Year:  2019        PMID: 31805428      PMCID: PMC6909162          DOI: 10.1016/j.ijscr.2019.10.050

Source DB:  PubMed          Journal:  Int J Surg Case Rep        ISSN: 2210-2612


Introduction

Thyroid cancers constitute 1%–5% of all malignancies worldwide and are increasing in incidence globally [1]. Differentiated thyroid cancer consists of papillary and follicular carcinoma, which is having favorable prognosis. Although follicular thyroid cancers may show microscopic vascular invasion, macroscopic venous tumor thrombus extending from cervical veins to mediastinal great veins and reaching to the right atrium (RA) is extremely rare [[1], [2], [3], [4], [5]]. Here we report a case of follicular thyroid carcinoma with tumor thrombus formation in the internal jugular vein & extending into the Superior Vena Cava (SVC) and RA; which is treated with radical intent in two stage surgery. The patient was treated successfully by a collaborative head-neck and cardiothoracic surgeons team. This case has been reported in line with the SCARE criteria [6]

Case report

A 52-year-old female was referred to us with diffuse thyroid swelling since 8 months. The patient was not having dysphagia, dyspnoea or hoarseness of voice, with no significant medical illness in the past. Pertinent physical examination revealed a large lobulated mass on anterior aspect of the neck with separate fusiform swelling laterally in the right side of neck; initially it appeared to be a nodal metastasis. Her pulse was 88 beats/min, blood pressure was 136/78 mmHg and normal heart sound with no audible murmur. Fine-needle aspiration cytological examination revealed clusters of atypical follicular cells. The serum thyroglobulin level was elevated to 23,500 ng/ml. Axial post contrast computed tomography (CT) scan images of the neck demonstrated diffuse large thyroid growth involving both lobes and intra-venular extension of the malignant thrombus into the IJV, left innominate vein, SVC and reaching to the RA, occupying 80% of the total RA volume with suspicious adherence (Fig. 1B).
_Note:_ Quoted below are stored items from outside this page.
//! Property tests: the emitter is a left inverse of the parser.

use core_testfile::{TestCasePartComments, build_test_file_entry, next_test_case, split_test_file_data};
use proptest::prelude::*;

/// Lines a part body may contain, including everything that needs
/// escaping.
fn body_line() -> impl Strategy<Value = String> {
    prop_oneof![
        Just("text".to_string()),
        Just("more text".to_string()),
        Just("--".to_string()),
        Just("-- trailing".to_string()),
        Just("==".to_string()),
        Just("# hash".to_string()),
        Just(String::new()),
        Just("\\x".to_string()),
        Just("\\".to_string()),
        Just("code {".to_string()),
        "[a-z ]{0,12}",
    ]
}

fn body() -> impl Strategy<Value = String> {
    proptest::collection::vec(body_line(), 0..5).prop_map(|lines| {
        let mut body = String::new();
        for line in lines {
            body.push_str(&line);
            body.push('\n');
        }
        body
    })
}

fn comment_block() -> impl Strategy<Value = String> {
    proptest::collection::vec(
        prop_oneof![Just("# comment".to_string()), Just(String::new())],
        0..3,
    )
    .prop_map(|lines| {
        let mut block = String::new();
        for line in lines {
            block.push_str(&line);
            block.push('\n');
        }
        block
    })
}

fn part() -> impl Strategy<Value = (String, TestCasePartComments)> {
    (body(), comment_block(), comment_block()).prop_map(|(body, start, end)| {
        // An end comment on an empty body would reparse as the start
        // comment; the emitter does not try to disambiguate that.
        let end = if body.is_empty() { String::new() } else { end };
        (
            body,
            TestCasePartComments {
                start_comment: start,
                end_comment: end,
            },
        )
    })
}

proptest! {
    #[test]
    fn parse_inverts_emit(case in proptest::collection::vec(part(), 1..4)) {
        let parts: Vec<String> = case.iter().map(|(body, _)| body.clone()).collect();
        let comments: Vec<TestCasePartComments> =
            case.iter().map(|(_, c)| c.clone()).collect();

        let entry = build_test_file_entry(&parts, &comments);
        let lines = split_test_file_data(&entry);
        let mut line_number = 0;
        let (reparsed_parts, reparsed_comments) = next_test_case(&lines, &mut line_number)
            .expect("emitted entry must reparse");

        prop_assert_eq!(&parts, &reparsed_parts, "entry:\n{}", entry);
        prop_assert_eq!(&comments, &reparsed_comments, "entry:\n{}", entry);
        prop_assert_eq!(line_number, lines.len());
    }

    // An emitted entry never contains an unescaped separator line inside a
    // part body, so concatenating entries with `==` keeps cases apart.
    #[test]
    fn emitted_cases_stay_separated(
        first in proptest::collection::vec(part(), 1..3),
        second in proptest::collection::vec(part(), 1..3),
    ) {
        let to_vecs = |case: &[(String, TestCasePartComments)]| {
            (
                case.iter().map(|(b, _)| b.clone()).collect::<Vec<_>>(),
                case.iter().map(|(_, c)| c.clone()).collect::<Vec<_>>(),
            )
        };
        let (first_parts, first_comments) = to_vecs(&first);
        let (second_parts, second_comments) = to_vecs(&second);

        let mut file = build_test_file_entry(&first_parts, &first_comments);
        file.push_str("==\n");
        file.push_str(&build_test_file_entry(&second_parts, &second_comments));

        let lines = split_test_file_data(&file);
        let mut line_number = 0;
        let (parts_1, _) = next_test_case(&lines, &mut line_number).expect("first case");
        let (parts_2, _) = next_test_case(&lines, &mut line_number).expect("second case");
        prop_assert_eq!(parts_1, first_parts);
        prop_assert_eq!(parts_2, second_parts);
    }
}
Though CT-scan was showing extensive tumor thrombus, clinically patient was not having symptoms of SVC syndrome or cardiac failure. Taib et al. described the importance of the positive ring sign, which indicates possibility of surgical removal of thrombus by thrombectomy. Coronal reformatted post contrast enhanced CT image demonstrated a large heterogeneous enhancing soft tissue mass replacing the thyroid gland with venular extension through the superior thyroid vein into the IJV and through the inferior thyroid vein into the innominate vein. The same thrombus was extending down to reach SVC and RA (Fig. 1A, C). Furthermore on metastatic work-up there was no evidence of pulmonary embolism or distant metastasis.
Fig. 1

(A) Contrast enhanced CT scan coronal section showing intravenous tumor thrombus extension in the neck vein and thorax. (B) Contrast enhanced CT scan thorax axial image showing tumor thrombus in the RA with Ring sign. (C) Artistic representation of thyroid tumor (brown colored) and intravenous tumor thrombus extension in cervical veins, SVC and RA.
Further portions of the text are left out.